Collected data
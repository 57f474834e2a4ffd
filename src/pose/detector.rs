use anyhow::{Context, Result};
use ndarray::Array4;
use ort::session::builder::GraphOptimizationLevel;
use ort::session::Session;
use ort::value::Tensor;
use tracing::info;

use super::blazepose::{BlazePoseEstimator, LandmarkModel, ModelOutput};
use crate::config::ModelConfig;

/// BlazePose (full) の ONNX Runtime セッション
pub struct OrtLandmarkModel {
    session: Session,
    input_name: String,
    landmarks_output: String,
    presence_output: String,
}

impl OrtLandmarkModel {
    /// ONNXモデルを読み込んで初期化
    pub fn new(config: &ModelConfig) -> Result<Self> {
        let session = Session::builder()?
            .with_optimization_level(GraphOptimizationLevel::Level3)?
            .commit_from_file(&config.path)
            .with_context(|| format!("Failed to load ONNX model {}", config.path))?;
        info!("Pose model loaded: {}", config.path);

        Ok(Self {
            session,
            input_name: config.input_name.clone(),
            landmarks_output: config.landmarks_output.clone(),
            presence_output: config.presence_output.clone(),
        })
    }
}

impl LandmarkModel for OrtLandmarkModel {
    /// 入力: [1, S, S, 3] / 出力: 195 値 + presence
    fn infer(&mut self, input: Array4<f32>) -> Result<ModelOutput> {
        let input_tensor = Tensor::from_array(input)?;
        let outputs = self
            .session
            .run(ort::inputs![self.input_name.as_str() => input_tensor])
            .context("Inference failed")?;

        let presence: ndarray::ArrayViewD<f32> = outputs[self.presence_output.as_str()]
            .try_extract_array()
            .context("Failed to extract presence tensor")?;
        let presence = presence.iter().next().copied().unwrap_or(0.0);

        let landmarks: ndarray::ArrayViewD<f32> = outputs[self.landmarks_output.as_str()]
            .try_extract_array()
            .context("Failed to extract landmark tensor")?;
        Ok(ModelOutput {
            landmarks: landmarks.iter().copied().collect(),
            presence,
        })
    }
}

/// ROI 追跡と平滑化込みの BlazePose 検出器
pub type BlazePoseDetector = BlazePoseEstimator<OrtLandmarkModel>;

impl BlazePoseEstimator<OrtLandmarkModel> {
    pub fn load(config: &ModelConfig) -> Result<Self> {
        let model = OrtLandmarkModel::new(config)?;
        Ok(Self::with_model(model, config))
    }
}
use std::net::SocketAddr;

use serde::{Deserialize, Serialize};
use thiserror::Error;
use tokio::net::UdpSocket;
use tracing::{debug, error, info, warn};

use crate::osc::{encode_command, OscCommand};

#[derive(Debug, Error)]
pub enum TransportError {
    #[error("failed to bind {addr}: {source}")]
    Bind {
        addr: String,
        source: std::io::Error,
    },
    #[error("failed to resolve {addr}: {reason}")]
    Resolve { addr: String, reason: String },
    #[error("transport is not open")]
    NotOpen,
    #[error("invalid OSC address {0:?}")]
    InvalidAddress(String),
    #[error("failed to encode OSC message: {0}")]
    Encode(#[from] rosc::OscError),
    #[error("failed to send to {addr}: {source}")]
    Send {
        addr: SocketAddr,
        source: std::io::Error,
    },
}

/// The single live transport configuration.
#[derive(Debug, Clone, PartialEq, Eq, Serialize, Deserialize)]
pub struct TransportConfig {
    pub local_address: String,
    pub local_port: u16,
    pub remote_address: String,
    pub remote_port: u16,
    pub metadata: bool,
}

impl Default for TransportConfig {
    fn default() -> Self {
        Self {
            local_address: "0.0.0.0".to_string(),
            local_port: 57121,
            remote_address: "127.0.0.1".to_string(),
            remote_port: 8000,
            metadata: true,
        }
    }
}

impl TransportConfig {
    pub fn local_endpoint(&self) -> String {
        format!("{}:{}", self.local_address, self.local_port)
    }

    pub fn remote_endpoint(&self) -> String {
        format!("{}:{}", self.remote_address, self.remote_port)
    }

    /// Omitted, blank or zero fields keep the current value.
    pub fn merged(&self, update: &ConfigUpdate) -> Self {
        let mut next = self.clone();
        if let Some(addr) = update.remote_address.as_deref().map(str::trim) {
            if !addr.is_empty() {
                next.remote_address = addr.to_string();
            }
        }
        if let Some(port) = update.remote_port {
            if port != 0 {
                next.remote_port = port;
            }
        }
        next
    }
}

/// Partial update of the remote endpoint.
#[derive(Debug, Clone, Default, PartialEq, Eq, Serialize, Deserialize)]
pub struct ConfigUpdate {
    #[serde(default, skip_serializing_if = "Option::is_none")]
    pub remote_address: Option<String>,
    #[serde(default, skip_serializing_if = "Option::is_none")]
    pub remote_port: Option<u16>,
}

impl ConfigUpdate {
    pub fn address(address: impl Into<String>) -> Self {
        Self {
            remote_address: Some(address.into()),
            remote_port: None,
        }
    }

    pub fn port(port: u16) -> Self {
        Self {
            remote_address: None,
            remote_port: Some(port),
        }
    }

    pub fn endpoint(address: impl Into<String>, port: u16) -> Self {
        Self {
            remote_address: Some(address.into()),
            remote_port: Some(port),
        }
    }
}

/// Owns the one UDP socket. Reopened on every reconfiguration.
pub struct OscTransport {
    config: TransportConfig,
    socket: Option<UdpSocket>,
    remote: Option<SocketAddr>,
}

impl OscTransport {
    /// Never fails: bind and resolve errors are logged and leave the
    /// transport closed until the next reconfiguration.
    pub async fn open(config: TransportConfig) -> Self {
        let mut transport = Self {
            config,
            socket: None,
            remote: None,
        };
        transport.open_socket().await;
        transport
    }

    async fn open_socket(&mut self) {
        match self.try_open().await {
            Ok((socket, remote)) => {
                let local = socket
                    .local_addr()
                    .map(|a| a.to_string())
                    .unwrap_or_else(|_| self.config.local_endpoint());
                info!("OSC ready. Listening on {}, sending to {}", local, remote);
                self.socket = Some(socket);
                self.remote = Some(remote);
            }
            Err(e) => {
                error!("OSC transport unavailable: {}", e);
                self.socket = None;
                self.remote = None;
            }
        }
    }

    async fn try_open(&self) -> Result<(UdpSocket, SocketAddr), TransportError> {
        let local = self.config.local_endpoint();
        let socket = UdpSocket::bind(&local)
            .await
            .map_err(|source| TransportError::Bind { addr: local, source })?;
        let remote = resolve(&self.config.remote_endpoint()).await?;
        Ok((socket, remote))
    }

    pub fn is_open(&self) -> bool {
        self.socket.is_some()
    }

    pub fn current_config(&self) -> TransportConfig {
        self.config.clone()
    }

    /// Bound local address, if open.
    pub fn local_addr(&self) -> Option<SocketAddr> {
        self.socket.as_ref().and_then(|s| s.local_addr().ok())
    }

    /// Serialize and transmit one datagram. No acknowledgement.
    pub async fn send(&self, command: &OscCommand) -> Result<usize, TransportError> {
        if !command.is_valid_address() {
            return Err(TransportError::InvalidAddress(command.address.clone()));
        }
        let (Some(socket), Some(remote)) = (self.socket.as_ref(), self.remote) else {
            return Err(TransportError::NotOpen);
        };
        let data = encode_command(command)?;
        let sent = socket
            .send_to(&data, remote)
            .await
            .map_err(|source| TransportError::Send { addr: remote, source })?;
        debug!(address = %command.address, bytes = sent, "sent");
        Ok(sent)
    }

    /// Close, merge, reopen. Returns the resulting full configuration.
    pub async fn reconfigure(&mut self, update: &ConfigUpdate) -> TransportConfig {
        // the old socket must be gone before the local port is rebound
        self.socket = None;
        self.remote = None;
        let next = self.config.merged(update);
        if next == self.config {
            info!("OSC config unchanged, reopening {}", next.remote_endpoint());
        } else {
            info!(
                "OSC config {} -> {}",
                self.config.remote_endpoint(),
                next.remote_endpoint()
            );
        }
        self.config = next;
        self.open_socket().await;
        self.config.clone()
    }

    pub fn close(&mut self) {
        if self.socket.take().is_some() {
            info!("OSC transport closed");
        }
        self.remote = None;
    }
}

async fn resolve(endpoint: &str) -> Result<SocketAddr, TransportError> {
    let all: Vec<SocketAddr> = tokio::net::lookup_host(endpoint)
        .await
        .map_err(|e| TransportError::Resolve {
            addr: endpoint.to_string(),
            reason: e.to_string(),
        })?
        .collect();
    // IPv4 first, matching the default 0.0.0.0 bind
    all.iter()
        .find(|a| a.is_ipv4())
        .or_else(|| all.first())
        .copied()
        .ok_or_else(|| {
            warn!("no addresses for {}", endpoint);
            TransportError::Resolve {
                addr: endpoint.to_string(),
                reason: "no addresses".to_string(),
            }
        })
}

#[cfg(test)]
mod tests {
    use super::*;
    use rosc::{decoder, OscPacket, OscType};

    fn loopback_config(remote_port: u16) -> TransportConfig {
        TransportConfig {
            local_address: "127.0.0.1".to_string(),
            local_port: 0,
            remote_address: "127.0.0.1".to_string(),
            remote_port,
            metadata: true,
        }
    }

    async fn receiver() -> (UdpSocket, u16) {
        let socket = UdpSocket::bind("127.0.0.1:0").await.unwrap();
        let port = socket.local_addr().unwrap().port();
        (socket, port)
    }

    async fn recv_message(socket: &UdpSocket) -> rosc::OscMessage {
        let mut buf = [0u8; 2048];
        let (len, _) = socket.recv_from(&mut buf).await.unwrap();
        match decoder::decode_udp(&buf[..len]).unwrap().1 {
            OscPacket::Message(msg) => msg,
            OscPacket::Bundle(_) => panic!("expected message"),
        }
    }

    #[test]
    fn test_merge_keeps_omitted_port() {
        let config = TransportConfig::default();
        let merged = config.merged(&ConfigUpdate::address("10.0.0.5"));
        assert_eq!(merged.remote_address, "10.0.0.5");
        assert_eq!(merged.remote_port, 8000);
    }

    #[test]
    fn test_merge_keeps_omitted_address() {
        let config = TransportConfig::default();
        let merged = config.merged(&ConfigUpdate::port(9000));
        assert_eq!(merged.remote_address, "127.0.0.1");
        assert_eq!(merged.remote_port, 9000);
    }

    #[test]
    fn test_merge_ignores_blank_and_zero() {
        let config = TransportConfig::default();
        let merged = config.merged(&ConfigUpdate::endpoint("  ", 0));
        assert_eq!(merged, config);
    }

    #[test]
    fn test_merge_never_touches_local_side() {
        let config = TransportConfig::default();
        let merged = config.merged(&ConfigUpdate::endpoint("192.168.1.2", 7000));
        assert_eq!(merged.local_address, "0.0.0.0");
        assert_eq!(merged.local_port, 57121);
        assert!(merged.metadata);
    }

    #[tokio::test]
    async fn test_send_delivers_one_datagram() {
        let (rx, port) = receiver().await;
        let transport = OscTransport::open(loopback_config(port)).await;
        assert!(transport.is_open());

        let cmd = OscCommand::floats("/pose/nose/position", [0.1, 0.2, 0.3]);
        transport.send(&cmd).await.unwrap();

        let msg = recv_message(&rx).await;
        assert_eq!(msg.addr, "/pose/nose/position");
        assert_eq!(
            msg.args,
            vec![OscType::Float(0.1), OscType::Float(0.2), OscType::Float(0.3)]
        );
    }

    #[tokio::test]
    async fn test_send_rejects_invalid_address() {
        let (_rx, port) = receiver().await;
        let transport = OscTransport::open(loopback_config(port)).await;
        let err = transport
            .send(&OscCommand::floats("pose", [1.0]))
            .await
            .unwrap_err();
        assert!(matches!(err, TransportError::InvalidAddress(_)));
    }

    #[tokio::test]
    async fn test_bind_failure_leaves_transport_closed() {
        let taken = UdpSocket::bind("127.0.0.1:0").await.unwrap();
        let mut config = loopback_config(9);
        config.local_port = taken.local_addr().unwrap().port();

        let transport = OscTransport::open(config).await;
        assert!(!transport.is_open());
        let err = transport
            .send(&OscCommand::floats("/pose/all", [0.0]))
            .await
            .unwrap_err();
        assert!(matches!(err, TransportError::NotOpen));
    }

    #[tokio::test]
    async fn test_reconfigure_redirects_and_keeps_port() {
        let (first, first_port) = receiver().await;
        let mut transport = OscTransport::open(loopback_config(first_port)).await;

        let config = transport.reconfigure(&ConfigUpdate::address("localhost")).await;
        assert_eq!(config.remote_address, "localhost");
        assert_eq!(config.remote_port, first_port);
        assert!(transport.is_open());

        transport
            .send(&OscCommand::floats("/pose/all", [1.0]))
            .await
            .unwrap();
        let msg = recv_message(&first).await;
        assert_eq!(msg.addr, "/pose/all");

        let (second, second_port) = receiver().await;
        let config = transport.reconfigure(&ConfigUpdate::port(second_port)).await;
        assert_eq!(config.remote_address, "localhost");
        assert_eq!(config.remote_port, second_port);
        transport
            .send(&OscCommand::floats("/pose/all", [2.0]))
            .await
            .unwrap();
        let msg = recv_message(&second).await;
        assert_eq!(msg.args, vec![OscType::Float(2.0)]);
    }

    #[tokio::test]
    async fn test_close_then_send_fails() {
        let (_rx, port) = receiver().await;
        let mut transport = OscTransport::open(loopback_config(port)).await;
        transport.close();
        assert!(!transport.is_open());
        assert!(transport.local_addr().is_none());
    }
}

ABOUT THIS TASK:
Only lines that include "addresses" belong in the answer; return them from the entries above.

EXERCISE RESPONSE:
            warn!("no addresses for {}", endpoint);
                reason: "no addresses".to_string(),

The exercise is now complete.